## Goal of the exercise
Copy out every line of the data where the word "Internal" is found.

*** Data supplied Section Begins ***

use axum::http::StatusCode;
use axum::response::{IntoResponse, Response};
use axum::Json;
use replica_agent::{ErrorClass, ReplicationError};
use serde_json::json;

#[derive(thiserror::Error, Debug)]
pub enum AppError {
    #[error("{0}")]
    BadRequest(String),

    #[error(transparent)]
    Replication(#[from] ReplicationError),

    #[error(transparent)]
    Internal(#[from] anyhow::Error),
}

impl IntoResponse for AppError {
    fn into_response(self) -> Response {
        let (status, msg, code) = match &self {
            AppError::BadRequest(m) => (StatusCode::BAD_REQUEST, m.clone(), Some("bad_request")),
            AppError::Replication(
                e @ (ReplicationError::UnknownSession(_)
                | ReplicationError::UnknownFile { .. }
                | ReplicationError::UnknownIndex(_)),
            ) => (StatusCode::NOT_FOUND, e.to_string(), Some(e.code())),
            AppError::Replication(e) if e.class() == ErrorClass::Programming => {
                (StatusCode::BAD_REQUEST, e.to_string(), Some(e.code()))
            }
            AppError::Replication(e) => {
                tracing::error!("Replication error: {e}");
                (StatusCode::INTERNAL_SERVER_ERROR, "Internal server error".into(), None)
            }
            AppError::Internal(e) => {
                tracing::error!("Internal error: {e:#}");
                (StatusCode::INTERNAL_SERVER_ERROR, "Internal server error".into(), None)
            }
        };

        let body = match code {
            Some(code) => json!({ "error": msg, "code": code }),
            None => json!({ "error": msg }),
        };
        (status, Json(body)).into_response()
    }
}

*** Data supplied Section Ends ***
*** Data supplied Section Begins ***

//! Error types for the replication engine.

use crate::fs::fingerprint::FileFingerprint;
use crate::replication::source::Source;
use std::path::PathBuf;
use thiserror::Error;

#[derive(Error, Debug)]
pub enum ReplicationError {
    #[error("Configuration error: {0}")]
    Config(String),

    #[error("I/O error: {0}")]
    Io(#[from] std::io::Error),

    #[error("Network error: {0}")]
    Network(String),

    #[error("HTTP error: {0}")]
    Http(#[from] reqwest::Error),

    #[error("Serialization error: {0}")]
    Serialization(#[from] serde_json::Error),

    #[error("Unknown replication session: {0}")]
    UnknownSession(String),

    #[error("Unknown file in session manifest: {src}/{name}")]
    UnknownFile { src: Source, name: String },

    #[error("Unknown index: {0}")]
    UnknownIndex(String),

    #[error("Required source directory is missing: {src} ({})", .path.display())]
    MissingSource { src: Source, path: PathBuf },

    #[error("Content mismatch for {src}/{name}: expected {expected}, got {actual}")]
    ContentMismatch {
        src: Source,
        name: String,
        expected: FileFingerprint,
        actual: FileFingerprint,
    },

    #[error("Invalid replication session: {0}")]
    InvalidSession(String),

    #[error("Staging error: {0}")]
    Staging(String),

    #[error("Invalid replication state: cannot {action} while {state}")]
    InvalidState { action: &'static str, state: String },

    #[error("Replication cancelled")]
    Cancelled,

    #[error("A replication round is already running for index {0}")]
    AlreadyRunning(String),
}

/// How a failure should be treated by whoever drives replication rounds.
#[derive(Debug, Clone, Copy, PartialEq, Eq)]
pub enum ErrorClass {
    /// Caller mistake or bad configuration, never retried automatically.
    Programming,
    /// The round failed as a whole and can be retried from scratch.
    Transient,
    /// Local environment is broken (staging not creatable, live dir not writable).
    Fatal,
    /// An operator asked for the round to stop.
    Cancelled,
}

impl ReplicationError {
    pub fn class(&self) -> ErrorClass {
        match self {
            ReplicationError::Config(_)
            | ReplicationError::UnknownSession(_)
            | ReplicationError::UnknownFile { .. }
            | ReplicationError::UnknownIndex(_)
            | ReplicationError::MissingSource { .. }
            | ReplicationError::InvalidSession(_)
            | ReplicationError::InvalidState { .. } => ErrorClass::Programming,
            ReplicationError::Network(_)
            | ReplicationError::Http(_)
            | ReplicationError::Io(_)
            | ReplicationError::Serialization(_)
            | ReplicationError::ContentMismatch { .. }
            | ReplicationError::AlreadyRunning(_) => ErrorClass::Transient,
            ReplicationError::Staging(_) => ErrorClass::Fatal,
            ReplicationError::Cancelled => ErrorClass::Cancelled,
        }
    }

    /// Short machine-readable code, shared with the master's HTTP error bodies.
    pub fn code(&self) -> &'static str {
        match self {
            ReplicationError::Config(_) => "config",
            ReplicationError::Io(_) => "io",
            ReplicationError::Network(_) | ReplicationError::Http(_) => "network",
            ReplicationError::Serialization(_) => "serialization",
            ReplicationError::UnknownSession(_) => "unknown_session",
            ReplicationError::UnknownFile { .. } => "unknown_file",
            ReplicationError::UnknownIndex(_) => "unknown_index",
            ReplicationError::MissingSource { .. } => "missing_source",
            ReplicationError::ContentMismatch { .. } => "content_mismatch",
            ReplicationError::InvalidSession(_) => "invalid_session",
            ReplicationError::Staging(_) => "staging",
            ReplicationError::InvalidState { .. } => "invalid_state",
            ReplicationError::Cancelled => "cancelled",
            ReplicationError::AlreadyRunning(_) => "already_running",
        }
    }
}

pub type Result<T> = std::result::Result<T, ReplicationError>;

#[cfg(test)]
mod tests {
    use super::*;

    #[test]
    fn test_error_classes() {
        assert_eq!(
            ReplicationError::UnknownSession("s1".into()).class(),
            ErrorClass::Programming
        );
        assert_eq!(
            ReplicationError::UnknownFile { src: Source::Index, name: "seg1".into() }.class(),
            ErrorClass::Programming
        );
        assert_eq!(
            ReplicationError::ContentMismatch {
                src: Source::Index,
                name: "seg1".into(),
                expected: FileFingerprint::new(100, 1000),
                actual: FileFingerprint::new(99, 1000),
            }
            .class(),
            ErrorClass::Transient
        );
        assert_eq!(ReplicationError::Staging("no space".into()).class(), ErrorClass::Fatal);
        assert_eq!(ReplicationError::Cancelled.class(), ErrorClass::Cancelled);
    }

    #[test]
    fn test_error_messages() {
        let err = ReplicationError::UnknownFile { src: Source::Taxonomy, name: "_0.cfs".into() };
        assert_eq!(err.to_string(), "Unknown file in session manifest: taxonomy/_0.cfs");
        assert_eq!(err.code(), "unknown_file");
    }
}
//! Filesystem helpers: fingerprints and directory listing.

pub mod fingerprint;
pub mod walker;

*** Data supplied Section Ends ***
*** Data supplied Section Begins ***

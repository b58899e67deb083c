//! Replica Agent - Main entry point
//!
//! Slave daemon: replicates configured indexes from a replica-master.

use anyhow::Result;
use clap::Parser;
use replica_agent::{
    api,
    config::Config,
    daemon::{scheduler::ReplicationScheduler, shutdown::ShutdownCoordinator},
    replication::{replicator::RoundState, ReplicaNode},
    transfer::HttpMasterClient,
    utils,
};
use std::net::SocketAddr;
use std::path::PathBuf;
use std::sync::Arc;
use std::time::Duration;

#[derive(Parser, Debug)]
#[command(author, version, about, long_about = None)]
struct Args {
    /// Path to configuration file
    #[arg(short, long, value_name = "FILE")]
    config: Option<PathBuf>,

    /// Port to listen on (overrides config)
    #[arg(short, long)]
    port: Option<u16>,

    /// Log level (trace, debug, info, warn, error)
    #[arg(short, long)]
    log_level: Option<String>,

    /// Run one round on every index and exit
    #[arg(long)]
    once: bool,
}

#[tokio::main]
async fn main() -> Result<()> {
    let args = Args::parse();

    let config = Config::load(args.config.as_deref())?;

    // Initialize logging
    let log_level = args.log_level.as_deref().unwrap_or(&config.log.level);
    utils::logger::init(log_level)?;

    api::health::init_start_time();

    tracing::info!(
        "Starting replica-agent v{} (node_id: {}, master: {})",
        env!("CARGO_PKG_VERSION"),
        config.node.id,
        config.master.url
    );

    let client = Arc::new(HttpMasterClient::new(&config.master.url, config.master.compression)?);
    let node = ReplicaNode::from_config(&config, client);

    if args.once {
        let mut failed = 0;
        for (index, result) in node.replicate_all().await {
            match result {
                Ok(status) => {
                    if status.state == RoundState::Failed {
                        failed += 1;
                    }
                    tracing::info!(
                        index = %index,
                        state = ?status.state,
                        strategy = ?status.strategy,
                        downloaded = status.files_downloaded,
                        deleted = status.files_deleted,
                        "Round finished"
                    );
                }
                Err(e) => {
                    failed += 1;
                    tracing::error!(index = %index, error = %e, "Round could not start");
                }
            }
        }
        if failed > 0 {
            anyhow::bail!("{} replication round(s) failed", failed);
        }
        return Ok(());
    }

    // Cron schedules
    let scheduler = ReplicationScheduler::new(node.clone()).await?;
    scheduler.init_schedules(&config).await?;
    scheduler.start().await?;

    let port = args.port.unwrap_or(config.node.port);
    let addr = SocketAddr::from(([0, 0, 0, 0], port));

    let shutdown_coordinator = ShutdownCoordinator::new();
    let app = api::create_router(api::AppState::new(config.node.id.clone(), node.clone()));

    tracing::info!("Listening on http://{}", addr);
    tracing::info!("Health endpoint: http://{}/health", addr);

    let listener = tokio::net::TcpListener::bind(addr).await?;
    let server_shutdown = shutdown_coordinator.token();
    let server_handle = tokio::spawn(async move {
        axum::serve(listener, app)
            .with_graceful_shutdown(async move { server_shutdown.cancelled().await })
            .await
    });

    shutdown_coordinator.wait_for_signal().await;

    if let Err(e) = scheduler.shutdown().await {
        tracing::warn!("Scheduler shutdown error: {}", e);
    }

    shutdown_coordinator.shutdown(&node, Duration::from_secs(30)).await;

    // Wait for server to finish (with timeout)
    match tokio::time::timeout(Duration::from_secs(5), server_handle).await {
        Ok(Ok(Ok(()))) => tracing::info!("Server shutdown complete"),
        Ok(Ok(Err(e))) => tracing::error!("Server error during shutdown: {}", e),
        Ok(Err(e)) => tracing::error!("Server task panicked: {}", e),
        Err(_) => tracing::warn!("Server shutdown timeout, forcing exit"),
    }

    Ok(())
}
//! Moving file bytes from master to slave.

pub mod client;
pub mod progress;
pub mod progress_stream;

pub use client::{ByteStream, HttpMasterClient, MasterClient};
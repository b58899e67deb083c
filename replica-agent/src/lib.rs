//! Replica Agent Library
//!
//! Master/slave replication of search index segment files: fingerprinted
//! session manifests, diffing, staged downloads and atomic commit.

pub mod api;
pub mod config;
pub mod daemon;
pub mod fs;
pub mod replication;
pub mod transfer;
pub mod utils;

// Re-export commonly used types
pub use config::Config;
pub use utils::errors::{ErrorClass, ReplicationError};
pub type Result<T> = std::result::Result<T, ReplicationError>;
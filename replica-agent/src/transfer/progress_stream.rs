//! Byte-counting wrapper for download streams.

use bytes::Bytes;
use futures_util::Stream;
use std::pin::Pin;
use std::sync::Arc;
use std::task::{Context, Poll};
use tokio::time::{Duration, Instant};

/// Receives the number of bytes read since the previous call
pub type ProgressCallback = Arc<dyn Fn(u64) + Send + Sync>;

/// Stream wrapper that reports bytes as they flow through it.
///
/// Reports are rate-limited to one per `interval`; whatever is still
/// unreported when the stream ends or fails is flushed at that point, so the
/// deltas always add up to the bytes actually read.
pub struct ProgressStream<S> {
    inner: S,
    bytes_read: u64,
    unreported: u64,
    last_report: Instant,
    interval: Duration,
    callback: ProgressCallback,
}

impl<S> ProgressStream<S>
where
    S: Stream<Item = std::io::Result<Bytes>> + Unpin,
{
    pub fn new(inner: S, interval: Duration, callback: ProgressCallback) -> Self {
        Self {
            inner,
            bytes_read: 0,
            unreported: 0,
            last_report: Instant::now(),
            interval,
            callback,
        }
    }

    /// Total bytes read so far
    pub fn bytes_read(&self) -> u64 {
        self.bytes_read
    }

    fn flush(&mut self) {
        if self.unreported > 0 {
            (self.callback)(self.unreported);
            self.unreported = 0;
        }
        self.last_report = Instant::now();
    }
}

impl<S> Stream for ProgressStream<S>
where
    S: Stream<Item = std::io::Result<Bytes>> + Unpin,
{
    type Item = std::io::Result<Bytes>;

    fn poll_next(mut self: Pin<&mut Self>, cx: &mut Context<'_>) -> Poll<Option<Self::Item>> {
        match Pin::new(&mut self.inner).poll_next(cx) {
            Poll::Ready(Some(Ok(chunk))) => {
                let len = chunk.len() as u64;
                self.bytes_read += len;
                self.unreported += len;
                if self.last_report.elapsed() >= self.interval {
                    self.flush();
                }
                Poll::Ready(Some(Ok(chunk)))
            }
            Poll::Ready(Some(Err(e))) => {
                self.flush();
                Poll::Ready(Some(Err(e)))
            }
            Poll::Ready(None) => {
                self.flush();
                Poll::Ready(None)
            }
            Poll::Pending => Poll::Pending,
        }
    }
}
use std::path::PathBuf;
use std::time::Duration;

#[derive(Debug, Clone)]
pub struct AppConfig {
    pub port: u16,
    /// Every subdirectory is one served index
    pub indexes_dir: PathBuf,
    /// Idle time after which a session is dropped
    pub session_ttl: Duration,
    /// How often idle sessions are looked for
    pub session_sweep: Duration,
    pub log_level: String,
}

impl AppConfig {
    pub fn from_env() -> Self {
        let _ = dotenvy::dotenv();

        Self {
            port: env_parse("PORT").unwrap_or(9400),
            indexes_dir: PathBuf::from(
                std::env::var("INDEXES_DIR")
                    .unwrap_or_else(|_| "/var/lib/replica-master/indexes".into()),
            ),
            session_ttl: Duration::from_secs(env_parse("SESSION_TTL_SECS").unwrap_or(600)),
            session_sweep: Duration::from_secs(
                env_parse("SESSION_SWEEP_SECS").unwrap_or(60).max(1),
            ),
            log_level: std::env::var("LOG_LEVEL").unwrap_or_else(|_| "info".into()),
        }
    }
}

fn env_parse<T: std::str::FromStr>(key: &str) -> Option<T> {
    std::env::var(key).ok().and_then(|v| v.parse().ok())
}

*** Data supplied Section Ends ***

## Your response
    Internal(#[from] anyhow::Error),
                (StatusCode::INTERNAL_SERVER_ERROR, "Internal server error".into(), None)
            AppError::Internal(e) => {
                tracing::error!("Internal error: {e:#}");
                (StatusCode::INTERNAL_SERVER_ERROR, "Internal server error".into(), None)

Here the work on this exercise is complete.